After 32 years of giving professional investment advice (by professional I mean that people continually pay to hear my opinion and follow my advice) and over 50 years as an investor (I started when I was 10), I can tell you that basic fundamental piece of investment advice, "Buy low, sell high" is frequently ignored and even ridiculed. I find that there is a certain middle school cafeteria mentality to investing: let's all do what the cool kids are doing and gang up on the nerds is you don't share our worldview." If the world has taught us anything, it is that nerds can sometimes win.
Ask your nearest tech billionaire.
So what brought all this on?
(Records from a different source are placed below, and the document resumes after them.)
//! Connection settings shared by all protocol backends.
//!
//! Values are resolved with a three-tier priority:
//!
//! 1. **Parameter** - Explicitly provided value, e.g. from `--timeout` (highest priority)
//! 2. **Environment Variable** - Value from environment variable (or `.env`)
//! 3. **Default** - Built-in default value (lowest priority)
//!
//! # Environment Variables
//!
//! | Variable | Default | Description |
//! |----------|---------|-------------|
//! | `RCON_DIAL_TIMEOUT` | 5s | Connection timeout in seconds |
//! | `RCON_DEADLINE` | 5s | Read deadline for a single response in seconds |
//! | `RCON_MAX_RETRIES` | 0 | Retry attempts for transient connection failures |
//! | `RCON_RETRY_DELAY_MS` | 250ms | Initial retry delay in milliseconds |

use std::env;
use std::time::Duration;

/// Default connection timeout in seconds
pub(crate) const DEFAULT_DIAL_TIMEOUT_SECS: u64 = 5;

/// Default response read deadline in seconds
pub(crate) const DEFAULT_DEADLINE_SECS: u64 = 5;

/// Default maximum retry attempts for a connection
pub(crate) const DEFAULT_MAX_RETRIES: u32 = 0;

/// Default retry delay in milliseconds
pub(crate) const DEFAULT_RETRY_DELAY_MS: u64 = 250;

/// Maximum retry delay cap
pub(crate) const MAX_RETRY_DELAY: Duration = Duration::from_secs(5);

pub(crate) const DIAL_TIMEOUT_ENV_VAR: &str = "RCON_DIAL_TIMEOUT";

pub(crate) const DEADLINE_ENV_VAR: &str = "RCON_DEADLINE";

pub(crate) const MAX_RETRIES_ENV_VAR: &str = "RCON_MAX_RETRIES";

pub(crate) const RETRY_DELAY_MS_ENV_VAR: &str = "RCON_RETRY_DELAY_MS";

/// Timeouts and retry policy used when talking to a remote server.
#[derive(Debug, Clone, Copy, PartialEq, Eq)]
pub struct ConnectionSettings {
    pub dial_timeout: Duration,
    pub deadline: Duration,
    pub max_retries: u32,
    pub retry_delay: Duration,
}

impl ConnectionSettings {
    /// Resolve all settings. `timeout_secs` overrides both the dial timeout
    /// and the read deadline.
    pub fn resolve(timeout_secs: Option<u64>) -> Self {
        Self {
            dial_timeout: Duration::from_secs(resolve_dial_timeout(timeout_secs)),
            deadline: Duration::from_secs(resolve_deadline(timeout_secs)),
            max_retries: resolve_max_retries(None),
            retry_delay: Duration::from_millis(resolve_retry_delay_ms(None)),
        }
    }
}

impl Default for ConnectionSettings {
    fn default() -> Self {
        Self {
            dial_timeout: Duration::from_secs(DEFAULT_DIAL_TIMEOUT_SECS),
            deadline: Duration::from_secs(DEFAULT_DEADLINE_SECS),
            max_retries: DEFAULT_MAX_RETRIES,
            retry_delay: Duration::from_millis(DEFAULT_RETRY_DELAY_MS),
        }
    }
}

fn env_value<T: std::str::FromStr>(name: &str) -> Option<T> {
    env::var(name).ok().and_then(|value| value.trim().parse().ok())
}

/// Resolve the dial timeout with priority: parameter -> env var -> default
pub(crate) fn resolve_dial_timeout(timeout_param: Option<u64>) -> u64 {
    timeout_param
        .or_else(|| env_value(DIAL_TIMEOUT_ENV_VAR))
        .unwrap_or(DEFAULT_DIAL_TIMEOUT_SECS)
}

/// Resolve the read deadline with priority: parameter -> env var -> default
pub(crate) fn resolve_deadline(deadline_param: Option<u64>) -> u64 {
    deadline_param
        .or_else(|| env_value(DEADLINE_ENV_VAR))
        .unwrap_or(DEFAULT_DEADLINE_SECS)
}

/// Resolve the max retries with priority: parameter -> env var -> default
pub(crate) fn resolve_max_retries(max_retries_param: Option<u32>) -> u32 {
    max_retries_param
        .or_else(|| env_value(MAX_RETRIES_ENV_VAR))
        .unwrap_or(DEFAULT_MAX_RETRIES)
}

/// Resolve the retry delay with priority: parameter -> env var -> default
pub(crate) fn resolve_retry_delay_ms(retry_delay_param: Option<u64>) -> u64 {
    retry_delay_param
        .or_else(|| env_value(RETRY_DELAY_MS_ENV_VAR))
        .unwrap_or(DEFAULT_RETRY_DELAY_MS)
}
I've been reading some articles on the crowds of people who are jumping into a popular investment strategy with no further investment strategy than, "Well, its what they recommend." On my desk I keep a book written in 1841 called Extraordinary Popular Delusions and The Madness of Crowds by Charles McKay and if you are an investor I believe it is imperative that you or your advisor have an intimate knowledge of this book, it is as relevant today as it was 176 years ago. Mackay describes financial bubbles like Tulipbulbmania, and the South Sea Bubble, times when mobs of amateur investors crowded into trades that were fundamentally overvalued and then panicked out of them when the crowd sentiment turned. Greed and fear are still alive and well and knowing a little about market psychology is critical to the person who is serious
The relevancy? Just about every new client I welcome to my firm is investing about the same as everyone else. Many people who think they are diversified are actually very concentrated in the same size companies, same countries, and even the same few stocks! The investment backdrop of 35 years of falling interest rates has created "common knowledge" that investing in stocks is a reasonable alternative to bank deposits. The election has created "common knowledge" that we will get tax reform and Americans should invest only in America.
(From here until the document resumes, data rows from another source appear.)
//! Protocol backends.
//!
//! Each supported wire protocol implements [`Backend`]. The dispatcher never
//! looks inside a backend: it hands over address, password and command and
//! gets text back. The line-oriented Telnet console additionally owns its own
//! interactive mode through [`TextBackend`].
//!
//! - `rcon`: Source RCON binary protocol (default)
//! - `telnet`: Telnet line protocol
//! - `web`: WebRCON, JSON messages over a WebSocket
//! - `connect`: TCP dialing with retry shared by the TCP backends
//! - `settings`: Timeouts and retry policy
//! - `error`: Error type and retry classification

mod connect;
mod error;
pub mod rcon;
mod settings;
pub mod telnet;
pub mod web;

use async_trait::async_trait;
use tokio::io::{AsyncBufRead, AsyncWrite};

use crate::session::ProtocolKind;

pub use error::BackendError;
pub use rcon::RconBackend;
pub use settings::ConnectionSettings;
pub use telnet::TelnetBackend;
pub use web::WebBackend;

/// Operator input handed to a backend's own interactive mode.
pub type DynInput<'a> = &'a mut (dyn AsyncBufRead + Unpin + Send);

/// Terminal output handed to a backend's own interactive mode.
pub type DynOutput<'a> = &'a mut (dyn AsyncWrite + Unpin + Send);

/// Outcome of one remote command.
///
/// A backend may return text together with a failure, e.g. the first
/// packets of a split response before the deadline expired. The text is
/// still shown to the operator.
#[derive(Debug)]
pub struct ExecutionResult {
    pub output: String,
    pub failure: Option<BackendError>,
}

impl ExecutionResult {
    pub fn ok(output: impl Into<String>) -> Self {
        Self {
            output: output.into(),
            failure: None,
        }
    }

    pub fn failed(error: BackendError) -> Self {
        Self {
            output: String::new(),
            failure: Some(error),
        }
    }

    pub fn partial(output: impl Into<String>, error: BackendError) -> Self {
        Self {
            output: output.into(),
            failure: Some(error),
        }
    }
}

impl From<Result<String, BackendError>> for ExecutionResult {
    fn from(result: Result<String, BackendError>) -> Self {
        match result {
            Ok(output) => ExecutionResult::ok(output),
            Err(e) => ExecutionResult::failed(e),
        }
    }
}

/// A client for one wire protocol.
///
/// Implementations must be thread-safe (`Send + Sync`). Every call is a
/// complete exchange: connect, authenticate, do the work, disconnect.
#[async_trait]
pub trait Backend: Send + Sync {
    /// Execute `command` on the server at `address`.
    async fn execute(&self, address: &str, password: &str, command: &str) -> ExecutionResult;

    /// Authenticate without executing anything.
    async fn check_credentials(&self, address: &str, password: &str) -> Result<(), BackendError>;

    /// Name of the protocol, used for logging.
    fn name(&self) -> &'static str;
}

/// A line protocol that drives its own interactive session, including any
/// credential negotiation.
#[async_trait]
pub trait TextBackend: Backend {
    async fn interactive(
        &self,
        input: DynInput<'_>,
        output: DynOutput<'_>,
        address: &str,
        password: &str,
    ) -> Result<(), BackendError>;
}

/// The closed set of backends, one per [`ProtocolKind`].
pub struct Backends {
    pub rcon: Box<dyn Backend>,
    pub telnet: Box<dyn TextBackend>,
    pub web: Box<dyn Backend>,
}

impl Backends {
    /// Network backends sharing one set of connection settings.
    pub fn network(settings: ConnectionSettings) -> Self {
        Self {
            rcon: Box::new(RconBackend::new(settings)),
            telnet: Box::new(TelnetBackend::new(settings)),
            web: Box::new(WebBackend::new(settings)),
        }
    }

    /// Backend that executes commands for `kind`.
    pub fn select(&self, kind: ProtocolKind) -> &dyn Backend {
        match kind {
            ProtocolKind::Telnet => self.telnet.as_ref(),
            ProtocolKind::Web => self.web.as_ref(),
            ProtocolKind::Rcon => self.rcon.as_ref(),
        }
    }

    /// Backend that validates credentials for `kind`. Only WebRCON has its
    /// own probe, everything else is checked over RCON.
    pub fn prober(&self, kind: ProtocolKind) -> &dyn Backend {
        match kind {
            ProtocolKind::Web => self.web.as_ref(),
            ProtocolKind::Rcon | ProtocolKind::Telnet => self.rcon.as_ref(),
        }
    }
}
Common knowledge is my mortal enemy, market tops often form when everyone is thinking and investing the same. Market crashes typically occur when changing market sentiment causes everyone to change their mind at once. In this age of instantaneous communications these shifts in sentiment can occur at startling speeds.
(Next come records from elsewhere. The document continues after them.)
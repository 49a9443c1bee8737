//! WebRCON client (JSON messages over a WebSocket).
//!
//! The password is part of the URL path (`ws://host:port/<password>`); a
//! server rejects a wrong password during the handshake. Requests carry an
//! identifier that the server echoes in its reply. Messages with any other
//! identifier are unsolicited broadcasts (chat, console log) and are skipped.

use async_trait::async_trait;
use futures::{SinkExt, StreamExt};
use percent_encoding::{AsciiSet, NON_ALPHANUMERIC, utf8_percent_encode};
use serde::{Deserialize, Serialize};
use tokio::net::TcpStream;
use tokio::time::Instant;
use tokio_tungstenite::tungstenite::http::StatusCode;
use tokio_tungstenite::tungstenite::{self, Message};
use tokio_tungstenite::{MaybeTlsStream, WebSocketStream, connect_async};
use tracing::debug;

use super::connect::{parse_address, with_retry};
use super::{Backend, BackendError, ConnectionSettings, ExecutionResult};

pub const DEFAULT_PORT: u16 = 28016;

const REQUEST_ID: i32 = 42;
const CLIENT_NAME: &str = "WebRcon";

#[derive(Debug, Serialize)]
#[serde(rename_all = "PascalCase")]
struct Request<'a> {
    identifier: i32,
    message: &'a str,
    name: &'a str,
}

#[derive(Debug, Deserialize)]
#[serde(rename_all = "PascalCase")]
struct Reply {
    #[serde(default)]
    message: String,
    identifier: i32,
    #[serde(default, rename = "Type")]
    kind: String,
}

type Socket = WebSocketStream<MaybeTlsStream<TcpStream>>;

/// WebRCON backend.
pub struct WebBackend {
    settings: ConnectionSettings,
}

impl WebBackend {
    pub fn new(settings: ConnectionSettings) -> Self {
        Self { settings }
    }

    async fn open(&self, address: &str, password: &str) -> Result<Socket, BackendError> {
        let (host, port) = parse_address(address, DEFAULT_PORT)?;
        let target = format!("{}:{}", host, port);
        let url = format!("ws://{}/{}", target, encode_path_segment(password));

        with_retry(&target, &self.settings, || self.dial(&target, &url)).await
    }

    async fn dial(&self, target: &str, url: &str) -> Result<Socket, BackendError> {
        debug!("Opening WebSocket to {}", target);
        let (socket, _) = tokio::time::timeout(self.settings.dial_timeout, connect_async(url))
            .await
            .map_err(|_| BackendError::DialTimeout {
                address: target.to_string(),
                after: self.settings.dial_timeout,
            })?
            .map_err(|e| handshake_error(target, e))?;
        Ok(socket)
    }

    async fn request(&self, socket: &mut Socket, command: &str) -> Result<String, BackendError> {
        let request = serde_json::to_string(&Request {
            identifier: REQUEST_ID,
            message: command,
            name: CLIENT_NAME,
        })?;
        socket.send(Message::Text(request)).await?;

        let deadline = Instant::now() + self.settings.deadline;
        loop {
            let message = tokio::time::timeout_at(deadline, socket.next())
                .await
                .map_err(|_| BackendError::Timeout)?
                .ok_or(BackendError::Closed)??;

            match message {
                Message::Text(text) => {
                    let reply: Reply = serde_json::from_str(&text)?;
                    if reply.identifier == REQUEST_ID {
                        return Ok(reply.message);
                    }
                    debug!(
                        "Skipping {} message with identifier {}",
                        reply.kind, reply.identifier
                    );
                }
                Message::Close(_) => return Err(BackendError::Closed),
                _ => {}
            }
        }
    }
}

fn handshake_error(target: &str, err: tungstenite::Error) -> BackendError {
    match err {
        tungstenite::Error::Http(response)
            if matches!(
                response.status(),
                StatusCode::UNAUTHORIZED | StatusCode::FORBIDDEN
            ) =>
        {
            BackendError::AuthFailed
        }
        tungstenite::Error::Io(source) => BackendError::Connect {
            address: target.to_string(),
            source,
        },
        other => other.into(),
    }
}

/// Everything outside the URL unreserved set (RFC 3986 section 2.3).
const PATH_SEGMENT: &AsciiSet = &NON_ALPHANUMERIC
    .remove(b'-')
    .remove(b'.')
    .remove(b'_')
    .remove(b'~');

fn encode_path_segment(segment: &str) -> String {
    utf8_percent_encode(segment, PATH_SEGMENT).to_string()
}

#[async_trait]
impl Backend for WebBackend {
    async fn execute(&self, address: &str, password: &str, command: &str) -> ExecutionResult {
        let mut socket = match self.open(address, password).await {
            Ok(socket) => socket,
            Err(e) => return ExecutionResult::failed(e),
        };

        let result = self.request(&mut socket, command).await;
        let _ = socket.close(None).await;
        result.into()
    }

    async fn check_credentials(&self, address: &str, password: &str) -> Result<(), BackendError> {
        let mut socket = self.open(address, password).await?;
        let _ = socket.close(None).await;
        Ok(())
    }

    fn name(&self) -> &'static str {
        "web"
    }
}

#[cfg(test)]
mod tests {
    use super::*;
    use std::time::Duration;
    use tokio::net::TcpListener;
    use tokio_tungstenite::tungstenite::handshake::server::{ErrorResponse, Request as HsRequest, Response as HsResponse};

    fn test_settings() -> ConnectionSettings {
        ConnectionSettings {
            dial_timeout: Duration::from_secs(2),
            deadline: Duration::from_secs(2),
            max_retries: 0,
            retry_delay: Duration::from_millis(1),
        }
    }

    /// Accept one WebSocket, reject wrong passwords, answer one request
    /// after an unrelated broadcast.
    async fn spawn_server(password: &'static str) -> String {
        let listener = TcpListener::bind("127.0.0.1:0").await.unwrap();
        let address = listener.local_addr().unwrap().to_string();

        tokio::spawn(async move {
            let (stream, _) = listener.accept().await.unwrap();
            let check = move |request: &HsRequest, response: HsResponse| -> Result<HsResponse, ErrorResponse> {
                if request.uri().path() == format!("/{}", password) {
                    Ok(response)
                } else {
                    let mut rejection = ErrorResponse::new(None);
                    *rejection.status_mut() = StatusCode::UNAUTHORIZED;
                    Err(rejection)
                }
            };
            let Ok(mut socket) = tokio_tungstenite::accept_hdr_async(stream, check).await else {
                return;
            };

            if let Some(Ok(Message::Text(text))) = socket.next().await {
                let request: serde_json::Value = serde_json::from_str(&text).unwrap();
                assert_eq!(request["Name"], "WebRcon");
                let broadcast = r#"{"Message":"[CHAT] hello","Identifier":0,"Type":"Chat"}"#;
                socket.send(Message::Text(broadcast.to_string())).await.unwrap();
                let reply = serde_json::json!({
                    "Message": format!("ran {}", request["Message"].as_str().unwrap()),
                    "Identifier": request["Identifier"],
                    "Type": "Generic",
                    "Stacktrace": "",
                });
                socket.send(Message::Text(reply.to_string())).await.unwrap();
            }
        });

        address
    }

    #[test]
    fn test_encode_path_segment() {
        assert_eq!(encode_path_segment("abc-1.2_~"), "abc-1.2_~");
        assert_eq!(encode_path_segment("p@ss w/rd"), "p%40ss%20w%2Frd");
        assert_eq!(encode_path_segment("pässwörd"), "p%C3%A4ssw%C3%B6rd");
    }

    #[test]
    fn test_reply_parses_with_missing_fields() {
        let reply: Reply = serde_json::from_str(r#"{"Identifier":5}"#).unwrap();
        assert_eq!(reply.identifier, 5);
        assert!(reply.message.is_empty());
    }

    #[test]
    fn test_request_serializes_pascal_case() {
        let json = serde_json::to_value(Request {
            identifier: 42,
            message: "status",
            name: CLIENT_NAME,
        })
        .unwrap();
        assert_eq!(json, serde_json::json!({"Identifier": 42, "Message": "status", "Name": "WebRcon"}));
    }

    #[tokio::test]
    async fn test_execute_skips_broadcasts() {
        let address = spawn_server("secret").await;
        let backend = WebBackend::new(test_settings());

        let result = backend.execute(&address, "secret", "status").await;
        assert!(result.failure.is_none(), "{:?}", result.failure);
        assert_eq!(result.output, "ran status");
    }

    #[tokio::test]
    async fn test_rejected_handshake_is_auth_failure() {
        let address = spawn_server("secret").await;
        let backend = WebBackend::new(test_settings());

        let err = backend.check_credentials(&address, "wrong").await.unwrap_err();
        assert!(matches!(err, BackendError::AuthFailed), "{:?}", err);
    }

    #[tokio::test]
    async fn test_check_credentials_succeeds() {
        let address = spawn_server("secret").await;
        let backend = WebBackend::new(test_settings());

        assert!(backend.check_credentials(&address, "secret").await.is_ok());
    }
}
Do I know the future, am I predicting a crash? NO! I'm talking about the fundamentals of investing, I'm reminding you that diversification is one of the most important foundations of a good investment strategy, that looking for opportunities to escape being trampled by the herd is a concept that seems to be forgotten. Modern portfolio theory, a pillar of the current science of investing, suggests that diversifying your holdings is the best way to reduce some of the risks that are inherent when you invest.
Look, I like a good steak now and then but if I was forced to eat one everyday and every meal, I'd worry that my body would not react well to my lack of diverse diet. I know I'm stretching the metaphor here, but your portfolio should have a balanced diet too. Too much of anything, as our Mom's taught us, is a bad thing.
The opinions voiced in this material are for general information only and are not intended to provide specific advice or recommendations for any individual. All performance referenced is historical and is no guarantee of future results. All indices are unmanaged and may not be invested into directly.
There is no guarantee that a diversified portfolio will enhance overall returns or outperform a non-diversified portfolio. Diversification does not protect against market risk.